As oil spikes, cutting production too soon is a mistake: Robert Gottliebsen
The great underwriter of world inflation, the oil price, is now approaching $US90 a barrel – its highest level since 2014. Behind that simple fact is a seriously worsening situation in the Middle East and a sudden realisation by US President Joe Biden that oil fracking, instead of being his enemy, is now his great friend.
The oil price’s upward momentum is not only being boosted by the failure of the oil industry to invest in exploration and production, but also a seriously deteriorating situation in the Middle East.
This week as Russia flexes its muscles on the Ukrainian border, it also announced that its Pacific fleet – including a missile cruiser, an anti-submarine warfare ship and a large sea tanker – had sailed to Iran’s Chabahar port on the gulf of Oman.
The Russian ships will conduct a joint naval exercise with Iran and China. The exercise is designed to show the US that China and Russia will move in behind Iran in its confrontations with the US. And China will make a nonsense of the US oil embargoes on Iran. China needs Iran oil.
At the same time the pipeline that carries crude out of Iraq, which is the second-largest producer of OPEC oil, has been cut. The pipeline carries oil to Turkey for export to the world.
This is just one of a number of flashpoints in the Middle East that come at a time when it is now clear that oil demand is holding up much better than expected in a world dominated by the Omicron variant of the coronavirus.
The economic damage of Omicron is far less than that caused by previous Covid-19 variants.
All sorts of oil price forecasts are being canvassed for this new environment, but the price looks likely to rise above $US100 barrel, and possibly a lot higher, making inflation reduction very difficult without economic contraction. And high petrol prices are politically unpopular.
We are now seeing European inflation rates starting to match those that are plaguing the US. Suddenly after years of negative interest German bond rates, German bonds are now gaining a positive return on markets, albeit small. The institutions foolish enough to buy those negative interest rate German bonds are suffering well-deserved losses.
Central banks of the world are desperately trying to keep down official interest rates but are losing control of global bond markets, and oil price rises make the central banks’ task even harder.
Meanwhile, my sympathies go to Biden. The US President came into power on the back of a set of anti-oil policies.
On is first day in office, Biden revoked the permit for the Keystone XL pipeline, which was supposed to carry oil from Canada. A week later he issued an order placing a moratorium on new oil-and-gas leases on federal lands and waters.
And then there were a series of measures to make oil fracking more expensive and hence discouraging it.
The oil fracking industry, which had made the US independent of Middle East oil, responded by slashing production.

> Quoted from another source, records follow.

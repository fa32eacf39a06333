use sha2::{Digest, Sha256};

pub trait PasswordHasher {
    fn hash(&self, password: &str) -> String;

    fn verify(&self, password: &str, stored_hash: &str) -> bool {
        self.hash(password) == stored_hash
    }
}

/// Unsalted sha256 hex digest, the format stored in `passwordHash`.
#[derive(Debug, Clone, Copy, Default)]
pub struct Sha256PasswordHasher;

impl PasswordHasher for Sha256PasswordHasher {
    fn hash(&self, password: &str) -> String {
        format!("{:x}", Sha256::digest(password.as_bytes()))
    }
}
use chrono::Utc;
use lambda_runtime::{service_fn, Error, LambdaEvent};
use serde_json::Value;
use tanda_lambda::adapters::dynamodb::DynamoDbStore;
use tanda_lambda::adapters::ses::SesMailer;
use tanda_lambda::adapters::sns::SnsSms;
use tanda_lambda::auth::password::Sha256PasswordHasher;
use tanda_lambda::config::ApiConfig;
use tanda_lambda::context::ApiContext;
use tanda_lambda::handlers::router::handle_api_event;
use tanda_lambda::http::ApiGatewayResponse;

struct RuntimeDependencies {
    config: ApiConfig,
    store: DynamoDbStore,
    sms: SnsSms,
    mailer: SesMailer,
}

async fn handle_request(
    event: LambdaEvent<Value>,
    deps: &RuntimeDependencies,
) -> Result<ApiGatewayResponse, Error> {
    let ctx = ApiContext {
        config: &deps.config,
        store: &deps.store,
        sms: &deps.sms,
        mailer: &deps.mailer,
        passwords: &Sha256PasswordHasher,
        now: Utc::now(),
    };
    Ok(handle_api_event(&event.payload, &ctx))
}

#[tokio::main]
async fn main() -> Result<(), Error> {
    tanda_lambda::logging::init();
    let config = ApiConfig::from_env().map_err(|error| Error::from(error.to_string()))?;
    let aws_config = aws_config::load_defaults(aws_config::BehaviorVersion::latest()).await;
    let deps = RuntimeDependencies {
        config,
        store: DynamoDbStore::new(aws_sdk_dynamodb::Client::new(&aws_config)),
        sms: SnsSms::new(aws_sdk_sns::Client::new(&aws_config)),
        mailer: SesMailer::new(aws_sdk_sesv2::Client::new(&aws_config)),
    };
    let deps = &deps;
    lambda_runtime::run(service_fn(move |event| handle_request(event, deps))).await
}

In the Biden camp, climate change is important but so is the voter devastation being created by high petrol prices. Suddenly, the US frackers are back in favour in the Biden camp and they are ramping up production as fast as they can.
And as the world oil price keeps rising, so does the value of the former BHP oil production units that have been sold to Woodside.
Clearly the world must reduce its carbon emissions, but the Biden presidential campaign and his early actions were a perfect illustration of how not to do it.
The reduction in carbon must take place by changing the technology that we are using, rather than simply by cutting oil production.
Demand for oil will fall as the world moves towards to electrification. When that happens – and the change is taking place rapidly – oil production will fall. But cutting oil production in advance of the technology and in the midst of Middle Eastern turmoil is not sensible. Thankfully, Biden now knows that.